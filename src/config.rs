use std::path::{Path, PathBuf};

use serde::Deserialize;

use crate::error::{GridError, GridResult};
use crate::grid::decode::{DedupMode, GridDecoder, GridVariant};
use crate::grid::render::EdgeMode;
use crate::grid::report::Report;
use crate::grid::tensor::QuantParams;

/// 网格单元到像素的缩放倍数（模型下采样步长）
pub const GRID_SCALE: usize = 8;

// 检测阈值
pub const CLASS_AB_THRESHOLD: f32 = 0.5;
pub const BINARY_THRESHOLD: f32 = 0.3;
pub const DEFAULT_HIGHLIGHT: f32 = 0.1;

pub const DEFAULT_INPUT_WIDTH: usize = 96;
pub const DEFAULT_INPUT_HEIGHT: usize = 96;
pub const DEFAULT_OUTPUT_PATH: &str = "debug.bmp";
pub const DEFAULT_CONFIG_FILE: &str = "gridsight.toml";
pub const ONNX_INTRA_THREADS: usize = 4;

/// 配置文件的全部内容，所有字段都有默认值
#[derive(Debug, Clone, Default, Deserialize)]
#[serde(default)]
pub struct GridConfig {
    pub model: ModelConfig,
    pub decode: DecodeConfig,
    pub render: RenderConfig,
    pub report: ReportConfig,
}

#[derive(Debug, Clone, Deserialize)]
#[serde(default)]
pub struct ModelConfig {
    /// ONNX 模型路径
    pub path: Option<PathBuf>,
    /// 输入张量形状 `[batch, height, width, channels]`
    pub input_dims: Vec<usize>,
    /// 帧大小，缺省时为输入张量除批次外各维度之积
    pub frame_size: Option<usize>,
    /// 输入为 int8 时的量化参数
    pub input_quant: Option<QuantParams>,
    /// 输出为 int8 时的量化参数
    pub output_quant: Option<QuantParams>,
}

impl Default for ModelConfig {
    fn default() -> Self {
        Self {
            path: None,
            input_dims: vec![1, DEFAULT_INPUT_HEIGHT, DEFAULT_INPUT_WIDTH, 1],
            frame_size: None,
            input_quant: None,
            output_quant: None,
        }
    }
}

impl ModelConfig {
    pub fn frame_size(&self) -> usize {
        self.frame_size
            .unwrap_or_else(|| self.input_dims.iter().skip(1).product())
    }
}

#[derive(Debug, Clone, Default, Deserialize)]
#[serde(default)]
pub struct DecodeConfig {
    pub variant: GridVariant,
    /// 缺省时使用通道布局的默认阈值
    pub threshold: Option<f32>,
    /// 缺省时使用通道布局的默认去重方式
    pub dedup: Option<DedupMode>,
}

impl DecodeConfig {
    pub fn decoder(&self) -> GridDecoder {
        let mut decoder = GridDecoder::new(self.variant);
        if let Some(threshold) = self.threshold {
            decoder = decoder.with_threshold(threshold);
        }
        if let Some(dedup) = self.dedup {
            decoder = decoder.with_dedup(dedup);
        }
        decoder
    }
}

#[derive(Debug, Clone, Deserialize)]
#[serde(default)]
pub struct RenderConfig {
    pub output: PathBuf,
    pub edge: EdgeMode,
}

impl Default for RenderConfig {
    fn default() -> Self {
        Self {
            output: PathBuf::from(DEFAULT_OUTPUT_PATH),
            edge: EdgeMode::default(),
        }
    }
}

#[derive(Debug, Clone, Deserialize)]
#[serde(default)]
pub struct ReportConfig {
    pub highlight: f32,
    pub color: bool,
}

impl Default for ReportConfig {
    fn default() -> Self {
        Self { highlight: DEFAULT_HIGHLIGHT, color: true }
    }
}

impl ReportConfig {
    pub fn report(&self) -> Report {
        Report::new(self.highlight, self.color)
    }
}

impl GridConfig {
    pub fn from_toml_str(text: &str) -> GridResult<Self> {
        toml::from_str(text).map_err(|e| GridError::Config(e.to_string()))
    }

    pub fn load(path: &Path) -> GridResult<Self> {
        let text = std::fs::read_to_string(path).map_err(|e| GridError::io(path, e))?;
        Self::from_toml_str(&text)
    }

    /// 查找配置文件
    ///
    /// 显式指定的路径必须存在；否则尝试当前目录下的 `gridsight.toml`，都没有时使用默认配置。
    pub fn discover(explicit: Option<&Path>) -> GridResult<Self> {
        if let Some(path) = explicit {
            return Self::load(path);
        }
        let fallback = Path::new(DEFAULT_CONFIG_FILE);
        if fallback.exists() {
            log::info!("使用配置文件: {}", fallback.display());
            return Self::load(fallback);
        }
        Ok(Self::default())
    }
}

○ ○ ○ ○ ○ ○ ○

- _Required action_
Each line from the top of the material above through the line containing "use crate::grid::report::Report;" must be output exactly, and no other line.

- _Response to the task_
filename src/config.rs
use std::path::{Path, PathBuf};

use serde::Deserialize;

use crate::error::{GridError, GridResult};
use crate::grid::decode::{DedupMode, GridDecoder, GridVariant};
use crate::grid::render::EdgeMode;
use crate::grid::report::Report;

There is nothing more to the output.